As with Collagenous Colitis the exact cause isn't clear, though the same factors are considered potentials in producing and over-active immune response. These include:

  • Abnormal immune function.
  • NSAIDs.
  • Antidepressants and other medications.
  • Injury in the lower digestive tract region.

Treatments may also include:

  • Medications to prevent diarrhoea, such as 5-aminosalicylic acid and budesonide.
  • Immune modulators and suppressants.
  • Anti-inflammatory medications like salicylates.
  • Bismuth like pepto-bismol.
  • Corticosteroids and mesalazines.
  • Probiotics.

Other Colitis Symptoms

All colitis conditions may include one or more of the following symptoms in addition to those already discussed:

  • Abdominal pain, cramping and bloating.
  • Urgency and excessive diarrhoea and/or urination.
  • Fatigue and fever.
  • Bleeding with watery diarrhoea.

Health implications of Collagenous and Lymphocytic Colitis

Research reveals a link between collagenous colitis and other diseases and syndromes, such as celiac disease, irritable bowel syndrome, other autoimmune disorders like thyroid disease, rheumatoid arthritis and lymphoma. Colitis conditions that have no specified cause can be a symptom of Crohn's Disease and Ulcerative Colitis.

If colitis becomes chronically worse patients can go into shock and require surgery. If left untreated the effects on overall health can be severe. Dehydration and weight loss can lead to malnutrition, immunodeficiency, bleeding in the digestive tract, pressure increases and organ malfunction. People with symptoms of colitis should seek advice and treatment as needed.
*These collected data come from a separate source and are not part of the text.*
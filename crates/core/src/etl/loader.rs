//! Loaders for one song file or one log file
//!
//! A log file goes through the same steps in both [`LoadMode`]s:
//!
//! 1. parse every line into an [`ActivityEvent`]
//! 2. keep the `NextSong` events
//! 3. write the `time` rows of their distinct timestamps
//! 4. write one `users` row per event
//! 5. resolve each event's song and insert its songplay, in file order
//!
//! Only steps 3 and 4 differ between the modes. Everything that can fail on
//! bad input (steps 1, 2 and the timestamp conversion) happens before the
//! first write. Transactions belong to the caller.

use std::path::Path;

use serde::Serialize;
use tracing::debug;

use super::config::LoadMode;
use super::error::EtlError;
use super::parse::{ParsedRecord, parse_log_file, parse_song_file};
use super::resolver::resolve;
use super::time::derive_time_rows;
use crate::models::{ActivityEvent, SongplayFact, TimeRow, UserRow};
use crate::store::{Store, StoreError};

/// A `NextSong` event with its required fields checked
#[derive(Debug, Clone, PartialEq)]
pub struct EligibleEvent {
    /// Line index within the file (0-based)
    pub index: usize,
    pub start_time: i64,
    pub user_id: i64,
    pub event: ActivityEvent,
}

impl EligibleEvent {
    /// The `users` row this event carries
    pub fn user_row(&self) -> UserRow {
        UserRow {
            user_id: self.user_id,
            first_name: self.event.first_name.clone(),
            last_name: self.event.last_name.clone(),
            gender: self.event.gender.clone(),
            level: self.event.level.clone(),
        }
    }

    /// The songplay fact for this event, given the resolved ids
    pub fn fact(&self, song_id: Option<String>, artist_id: Option<String>) -> SongplayFact {
        SongplayFact {
            start_time: self.start_time,
            user_id: self.user_id,
            level: self.event.level.clone(),
            song_id,
            artist_id,
            session_id: self.event.session_id,
            location: self.event.location.clone(),
            user_agent: self.event.user_agent.clone(),
        }
    }
}

/// Everything derived from one log file before anything is written
#[derive(Debug, Clone, Default, PartialEq)]
pub struct LogBatch {
    /// Records read from the file
    pub events_read: usize,
    /// `NextSong` events in file order
    pub events: Vec<EligibleEvent>,
    /// Distinct time rows, first-seen order
    pub time_rows: Vec<TimeRow>,
    /// One user row per eligible event, file order
    pub user_rows: Vec<UserRow>,
}

impl LogBatch {
    /// Filter and validate the parsed records of `path`
    pub fn from_records(
        path: &Path,
        records: Vec<ParsedRecord<ActivityEvent>>,
    ) -> Result<Self, EtlError> {
        let events_read = records.len();
        let mut events = Vec::new();

        for ParsedRecord { index, record } in records {
            if !record.is_eligible() {
                continue;
            }

            let missing = |field: &str| EtlError::Parse {
                path: path.to_path_buf(),
                line: index + 1,
                reason: format!("NextSong event without {field}"),
            };
            let start_time = record.ts.ok_or_else(|| missing("ts"))?;
            let user_id = record.user_id.ok_or_else(|| missing("userId"))?;

            events.push(EligibleEvent {
                index,
                start_time,
                user_id,
                event: record,
            });
        }

        let time_rows =
            derive_time_rows(events.iter().map(|e| e.start_time)).map_err(|e| {
                let line = events
                    .iter()
                    .find(|ev| ev.start_time == e.0)
                    .map(|ev| ev.index + 1)
                    .unwrap_or(0);
                EtlError::Parse {
                    path: path.to_path_buf(),
                    line,
                    reason: e.to_string(),
                }
            })?;
        let user_rows = events.iter().map(EligibleEvent::user_row).collect();

        Ok(Self {
            events_read,
            events,
            time_rows,
            user_rows,
        })
    }

    /// Whether the file has nothing to write
    pub fn is_empty(&self) -> bool {
        self.events.is_empty()
    }
}

/// Counters for one loaded file
#[derive(Debug, Clone, Copy, Default, PartialEq, Eq, Serialize)]
#[serde(rename_all = "camelCase")]
pub struct FileStats {
    pub events_read: usize,
    pub eligible: usize,
    pub time_rows: usize,
    pub user_rows: usize,
    /// Songplays written
    pub songplays_inserted: usize,
    /// Songplays dropped because their key already existed
    pub duplicates: usize,
    /// Songplays written with no song/artist match
    pub unresolved: usize,
}

/// Write a prepared log batch
pub fn load_log_batch<S: Store + ?Sized>(
    store: &mut S,
    batch: &LogBatch,
    mode: LoadMode,
    page_size: usize,
) -> Result<FileStats, StoreError> {
    let mut stats = FileStats {
        events_read: batch.events_read,
        eligible: batch.events.len(),
        time_rows: batch.time_rows.len(),
        user_rows: batch.user_rows.len(),
        ..FileStats::default()
    };

    if batch.is_empty() {
        return Ok(stats);
    }

    match mode {
        LoadMode::PerRow => {
            for row in &batch.time_rows {
                store.upsert_time(row)?;
            }
            for row in &batch.user_rows {
                store.upsert_user(row)?;
            }
        }
        LoadMode::Batched => {
            store.upsert_times(&batch.time_rows, page_size)?;
            store.upsert_users(&batch.user_rows, page_size)?;
        }
    }
    debug!(
        time_rows = stats.time_rows,
        user_rows = stats.user_rows,
        %mode,
        "Dimensions written"
    );

    for event in &batch.events {
        let resolution = resolve(
            &*store,
            event.event.song.as_deref(),
            event.event.artist.as_deref(),
        )?;
        let resolved = resolution.is_resolved();

        let (song_id, artist_id) = resolution.into_ids();
        if store.insert_songplay(&event.fact(song_id, artist_id))? {
            stats.songplays_inserted += 1;
            if !resolved {
                stats.unresolved += 1;
            }
        } else {
            stats.duplicates += 1;
        }
    }
    debug!(
        inserted = stats.songplays_inserted,
        duplicates = stats.duplicates,
        unresolved = stats.unresolved,
        "Songplays written"
    );

    Ok(stats)
}

/// Parse and load one log file
pub fn process_log_file<S: Store + ?Sized>(
    store: &mut S,
    path: &Path,
    mode: LoadMode,
    page_size: usize,
) -> Result<FileStats, EtlError> {
    let records = parse_log_file(path)?;
    let batch = LogBatch::from_records(path, records)?;
    Ok(load_log_batch(store, &batch, mode, page_size)?)
}

/// Parse one song file and upsert its song and artist
///
/// Only the first record is used.
pub fn process_song_file<S: Store + ?Sized>(
    store: &mut S,
    path: &Path,
) -> Result<FileStats, EtlError> {
    let records = parse_song_file(path)?;
    let first = records.into_iter().next().ok_or_else(|| EtlError::Parse {
        path: path.to_path_buf(),
        line: 1,
        reason: "song file has no records".to_string(),
    })?;

    store.upsert_song(&first.record.song_row())?;
    store.upsert_artist(&first.record.artist_row())?;

    Ok(FileStats {
        events_read: 1,
        ..FileStats::default()
    })
}
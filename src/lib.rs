//! Songplay ETL - loads song metadata and user-activity logs into a
//! songplay star schema
//!
//! Re-exports [`songplay_core`] and, with the `cli` feature, the command
//! handlers behind the `songplay` binary.

pub use songplay_core::*;

#[cfg(feature = "cli")]
pub mod cli;
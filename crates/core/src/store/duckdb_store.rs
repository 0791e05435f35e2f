//! DuckDB store implementation

use duckdb::types::Value;
use duckdb::{Connection, params, params_from_iter};

use super::schema::{SongplaySchema, values_list};
use super::{Store, StoreError, TableCounts, TableSnapshot};
use crate::models::{ArtistRow, SongMatch, SongRow, SongplayFact, TimeRow, UserRow};

const INSERT_SONG: &str = "INSERT INTO songs (song_id, title, artist_id, year, duration)
     VALUES (?1, ?2, ?3, ?4, ?5)
     ON CONFLICT (song_id) DO NOTHING";

const INSERT_ARTIST: &str = "INSERT INTO artists (artist_id, name, location, latitude, longitude)
     VALUES (?1, ?2, ?3, ?4, ?5)
     ON CONFLICT (artist_id) DO NOTHING";

const INSERT_SONGPLAY: &str = "INSERT INTO songplays
     (start_time, user_id, level, song_id, artist_id, session_id, location, user_agent)
     SELECT epoch_ms(CAST(?1 AS BIGINT)), ?2, ?3, ?4, ?5, ?6, ?7, ?8
     WHERE NOT EXISTS (
         SELECT 1 FROM songplays
         WHERE start_time = epoch_ms(CAST(?1 AS BIGINT))
           AND user_id = ?2
           AND song_id IS NOT DISTINCT FROM ?4
     )
     ON CONFLICT (start_time, user_id, song_id) DO NOTHING";

const SELECT_SONG: &str = "SELECT s.song_id, s.artist_id
     FROM songs s
     JOIN artists a ON s.artist_id = a.artist_id
     WHERE s.title = ?1 AND a.name = ?2
     ORDER BY s.song_id
     LIMIT 1";

fn time_tuple(p: usize) -> String {
    format!(
        "(epoch_ms(CAST(?{} AS BIGINT)), ?{}, ?{}, ?{}, ?{}, ?{}, ?{})",
        p,
        p + 1,
        p + 2,
        p + 3,
        p + 4,
        p + 5,
        p + 6
    )
}

fn user_tuple(p: usize) -> String {
    format!("(?{}, ?{}, ?{}, ?{}, ?{})", p, p + 1, p + 2, p + 3, p + 4)
}

fn time_values(row: &TimeRow) -> [Value; 7] {
    [
        Value::BigInt(row.start_time),
        Value::Int(row.hour),
        Value::Int(row.day),
        Value::Int(row.week),
        Value::Int(row.month),
        Value::Int(row.year),
        Value::Int(row.weekday),
    ]
}

fn text(value: &Option<String>) -> Value {
    value.clone().map(Value::Text).unwrap_or(Value::Null)
}

fn user_values(row: &UserRow) -> [Value; 5] {
    [
        Value::BigInt(row.user_id),
        text(&row.first_name),
        text(&row.last_name),
        text(&row.gender),
        text(&row.level),
    ]
}

/// Store backed by an embedded DuckDB database
pub struct DuckDbStore {
    conn: Connection,
    in_transaction: bool,
}

impl DuckDbStore {
    /// Open or create a database at the given path
    pub fn open(path: &str) -> Result<Self, StoreError> {
        let conn = Connection::open(path)?;
        Ok(Self {
            conn,
            in_transaction: false,
        })
    }

    /// Open an in-memory database (for testing)
    pub fn memory() -> Result<Self, StoreError> {
        let conn = Connection::open_in_memory()?;
        Ok(Self {
            conn,
            in_transaction: false,
        })
    }

    fn count(&self, table: &str) -> Result<i64, StoreError> {
        let count: i64 =
            self.conn
                .query_row(&format!("SELECT COUNT(*) FROM {table}"), [], |row| row.get(0))?;
        Ok(count)
    }
}

impl Store for DuckDbStore {
    fn backend(&self) -> &'static str {
        "duckdb"
    }

    fn create_tables(&mut self) -> Result<(), StoreError> {
        self.conn
            .execute_batch(SongplaySchema::create_tables_duckdb())?;
        Ok(())
    }

    fn drop_tables(&mut self) -> Result<(), StoreError> {
        self.conn.execute_batch(SongplaySchema::drop_tables_duckdb())?;
        Ok(())
    }

    fn begin(&mut self) -> Result<(), StoreError> {
        if self.in_transaction {
            return Err(StoreError::TransactionActive);
        }
        self.conn.execute_batch("BEGIN TRANSACTION")?;
        self.in_transaction = true;
        Ok(())
    }

    fn commit(&mut self) -> Result<(), StoreError> {
        if !self.in_transaction {
            return Err(StoreError::NoTransaction);
        }
        self.in_transaction = false;
        self.conn.execute_batch("COMMIT")?;
        Ok(())
    }

    fn rollback(&mut self) -> Result<(), StoreError> {
        if !self.in_transaction {
            return Err(StoreError::NoTransaction);
        }
        self.in_transaction = false;
        self.conn.execute_batch("ROLLBACK")?;
        Ok(())
    }

    fn upsert_song(&mut self, song: &SongRow) -> Result<(), StoreError> {
        self.conn.execute(
            INSERT_SONG,
            params![
                song.song_id,
                song.title,
                song.artist_id,
                song.year,
                song.duration
            ],
        )?;
        Ok(())
    }

    fn upsert_artist(&mut self, artist: &ArtistRow) -> Result<(), StoreError> {
        self.conn.execute(
            INSERT_ARTIST,
            params![
                artist.artist_id,
                artist.name,
                artist.location.as_deref(),
                artist.latitude,
                artist.longitude
            ],
        )?;
        Ok(())
    }

    fn upsert_time(&mut self, row: &TimeRow) -> Result<(), StoreError> {
        self.upsert_times(std::slice::from_ref(row), 1)
    }

    fn upsert_times(&mut self, rows: &[TimeRow], page_size: usize) -> Result<(), StoreError> {
        // Duplicate keys inside one statement are rejected, keep the first
        let mut seen = std::collections::HashSet::with_capacity(rows.len());
        let rows: Vec<&TimeRow> = rows.iter().filter(|r| seen.insert(r.start_time)).collect();

        for page in rows.chunks(page_size.max(1)) {
            let sql = format!(
                "INSERT INTO \"time\" (start_time, hour, day, week, month, year, weekday)
                 VALUES {}
                 ON CONFLICT (start_time) DO NOTHING",
                values_list(page.len(), 7, time_tuple)
            );
            let values: Vec<Value> = page.iter().flat_map(|r| time_values(r)).collect();
            self.conn.execute(&sql, params_from_iter(values.iter()))?;
        }
        Ok(())
    }

    fn upsert_user(&mut self, row: &UserRow) -> Result<(), StoreError> {
        self.upsert_users(std::slice::from_ref(row), 1)
    }

    fn upsert_users(&mut self, rows: &[UserRow], page_size: usize) -> Result<(), StoreError> {
        // One row per key per statement, so the level update is applied once
        let rows = UserRow::collapse(rows);

        for page in rows.chunks(page_size.max(1)) {
            let sql = format!(
                "INSERT INTO users (user_id, first_name, last_name, gender, level)
                 VALUES {}
                 ON CONFLICT (user_id) DO UPDATE SET level = excluded.level",
                values_list(page.len(), 5, user_tuple)
            );
            let values: Vec<Value> = page.iter().flat_map(user_values).collect();
            self.conn.execute(&sql, params_from_iter(values.iter()))?;
        }
        Ok(())
    }

    fn insert_songplay(&mut self, fact: &SongplayFact) -> Result<bool, StoreError> {
        let inserted = self.conn.execute(
            INSERT_SONGPLAY,
            params![
                fact.start_time,
                fact.user_id,
                fact.level.as_deref(),
                fact.song_id.as_deref(),
                fact.artist_id.as_deref(),
                fact.session_id,
                fact.location.as_deref(),
                fact.user_agent.as_deref()
            ],
        )?;
        Ok(inserted > 0)
    }

    fn find_song(&self, title: &str, artist_name: &str) -> Result<Option<SongMatch>, StoreError> {
        let result = self.conn.query_row(SELECT_SONG, [title, artist_name], |row| {
            Ok(SongMatch {
                song_id: row.get(0)?,
                artist_id: row.get(1)?,
            })
        });

        match result {
            Ok(found) => Ok(Some(found)),
            Err(duckdb::Error::QueryReturnedNoRows) => Ok(None),
            Err(e) => Err(e.into()),
        }
    }

    fn table_counts(&self) -> Result<TableCounts, StoreError> {
        Ok(TableCounts {
            songplays: self.count("songplays")?,
            users: self.count("users")?,
            songs: self.count("songs")?,
            artists: self.count("artists")?,
            time: self.count("\"time\"")?,
        })
    }

    fn snapshot(&self) -> Result<TableSnapshot, StoreError> {
        let mut snapshot = TableSnapshot::default();

        let mut stmt = self.conn.prepare(
            "SELECT epoch_ms(start_time), hour, day, week, month, year, weekday
             FROM \"time\" ORDER BY start_time",
        )?;
        let rows = stmt.query_map([], |row| {
            Ok(TimeRow {
                start_time: row.get(0)?,
                hour: row.get(1)?,
                day: row.get(2)?,
                week: row.get(3)?,
                month: row.get(4)?,
                year: row.get(5)?,
                weekday: row.get(6)?,
            })
        })?;
        for row in rows {
            snapshot.time.push(row?);
        }

        let mut stmt = self.conn.prepare(
            "SELECT user_id, first_name, last_name, gender, level FROM users ORDER BY user_id",
        )?;
        let rows = stmt.query_map([], |row| {
            Ok(UserRow {
                user_id: row.get(0)?,
                first_name: row.get(1)?,
                last_name: row.get(2)?,
                gender: row.get(3)?,
                level: row.get(4)?,
            })
        })?;
        for row in rows {
            snapshot.users.push(row?);
        }

        let mut stmt = self.conn.prepare(
            "SELECT epoch_ms(start_time), user_id, level, song_id, artist_id,
                    session_id, location, user_agent
             FROM songplays
             ORDER BY start_time, user_id, song_id NULLS FIRST",
        )?;
        let rows = stmt.query_map([], |row| {
            Ok(SongplayFact {
                start_time: row.get(0)?,
                user_id: row.get(1)?,
                level: row.get(2)?,
                song_id: row.get(3)?,
                artist_id: row.get(4)?,
                session_id: row.get(5)?,
                location: row.get(6)?,
                user_agent: row.get(7)?,
            })
        })?;
        for row in rows {
            snapshot.songplays.push(row?);
        }

        Ok(snapshot)
    }
}

impl From<duckdb::Error> for StoreError {
    fn from(err: duckdb::Error) -> Self {
        StoreError::Database(err.to_string())
    }
}

#[cfg(test)]
mod tests {
    use super::*;

    fn store() -> DuckDbStore {
        let mut store = DuckDbStore::memory().unwrap();
        store.create_tables().unwrap();
        store
    }

    fn time_row(start_time: i64) -> TimeRow {
        TimeRow {
            start_time,
            hour: 20,
            day: 1,
            week: 44,
            month: 11,
            year: 2018,
            weekday: 3,
        }
    }

    fn user(id: i64, first: &str, level: &str) -> UserRow {
        UserRow {
            user_id: id,
            first_name: Some(first.to_string()),
            last_name: Some("Summers".to_string()),
            gender: Some("F".to_string()),
            level: Some(level.to_string()),
        }
    }

    fn fact(song_id: Option<&str>) -> SongplayFact {
        SongplayFact {
            start_time: 1541106106796,
            user_id: 8,
            level: Some("free".to_string()),
            song_id: song_id.map(str::to_string),
            artist_id: song_id.map(|_| "AR1".to_string()),
            session_id: Some(139),
            location: Some("Phoenix-Mesa-Scottsdale, AZ".to_string()),
            user_agent: None,
        }
    }

    #[test]
    fn test_create_tables_is_idempotent() {
        let mut store = store();
        store.create_tables().unwrap();
        assert_eq!(store.table_counts().unwrap(), TableCounts::default());
    }

    #[test]
    fn test_time_round_trips_epoch_millis() {
        let mut store = store();
        store.upsert_time(&time_row(1541105830796)).unwrap();
        store.upsert_time(&time_row(1541105830796)).unwrap();

        let snapshot = store.snapshot().unwrap();
        assert_eq!(snapshot.time, vec![time_row(1541105830796)]);
    }

    #[test]
    fn test_batched_times_skip_duplicates() {
        let mut store = store();
        store.upsert_time(&time_row(3)).unwrap();
        let rows: Vec<TimeRow> = [1, 2, 2, 3, 4].into_iter().map(time_row).collect();
        store.upsert_times(&rows, 2).unwrap();

        assert_eq!(store.table_counts().unwrap().time, 4);
    }

    #[test]
    fn test_user_upsert_overwrites_level_only() {
        let mut store = store();
        store.upsert_user(&user(10, "Kaylee", "free")).unwrap();
        store
            .upsert_users(&[user(10, "Other", "paid"), user(11, "Lily", "free")], 100)
            .unwrap();

        let users = store.snapshot().unwrap().users;
        assert_eq!(users.len(), 2);
        assert_eq!(users[0].first_name.as_deref(), Some("Kaylee"));
        assert_eq!(users[0].level.as_deref(), Some("paid"));
    }

    #[test]
    fn test_songplay_duplicates_are_dropped() {
        let mut store = store();
        assert!(store.insert_songplay(&fact(Some("SO1"))).unwrap());
        assert!(!store.insert_songplay(&fact(Some("SO1"))).unwrap());
        assert!(store.insert_songplay(&fact(None)).unwrap());
        assert!(!store.insert_songplay(&fact(None)).unwrap());

        assert_eq!(store.table_counts().unwrap().songplays, 2);
        let songplays = store.snapshot().unwrap().songplays;
        assert_eq!(songplays[0].song_id, None);
        assert_eq!(songplays[1].song_id.as_deref(), Some("SO1"));
    }

    #[test]
    fn test_rollback_discards_writes() {
        let mut store = store();
        store.begin().unwrap();
        store.upsert_user(&user(1, "A", "free")).unwrap();
        store.rollback().unwrap();

        assert_eq!(store.table_counts().unwrap().users, 0);
        assert!(matches!(store.rollback(), Err(StoreError::NoTransaction)));
    }

    #[test]
    fn test_find_song_joins_artist_name() {
        let mut store = store();
        store
            .upsert_artist(&ArtistRow {
                artist_id: "AR1".to_string(),
                name: "Casual".to_string(),
                location: Some("California - LA".to_string()),
                latitude: None,
                longitude: None,
            })
            .unwrap();
        store
            .upsert_song(&SongRow {
                song_id: "SO1".to_string(),
                title: "I Didn't Mean To".to_string(),
                artist_id: "AR1".to_string(),
                year: Some(0),
                duration: Some(218.93179),
            })
            .unwrap();

        let found = store.find_song("I Didn't Mean To", "Casual").unwrap();
        assert_eq!(
            found,
            Some(SongMatch {
                song_id: "SO1".to_string(),
                artist_id: "AR1".to_string(),
            })
        );
        assert!(store.find_song("I Didn't Mean To", "casual").unwrap().is_none());
    }
}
Prevention of Collagenous and Lymphocytic Colitis

With the current causes being idiopathic or microscopic, preventions are harder to identify. However, basic measures can be followed to help prevent and manage colitis conditions such as Collagenous and Lymphatic Colitis. These measures include:

  • Early intervention through medical advice if symptoms are experienced.
  • Having treatment for over-active immune response.
  • Avoiding excessive use of chemicals such as antidepressants, NSAIDs and other drugs.
  • Refraining from smoking and inhaling second-hand smoke.
  • Following a healthy diet and lifestyle.
  • Wearing protective clothing where necessary and taking care not to injure the lower digestive tract region.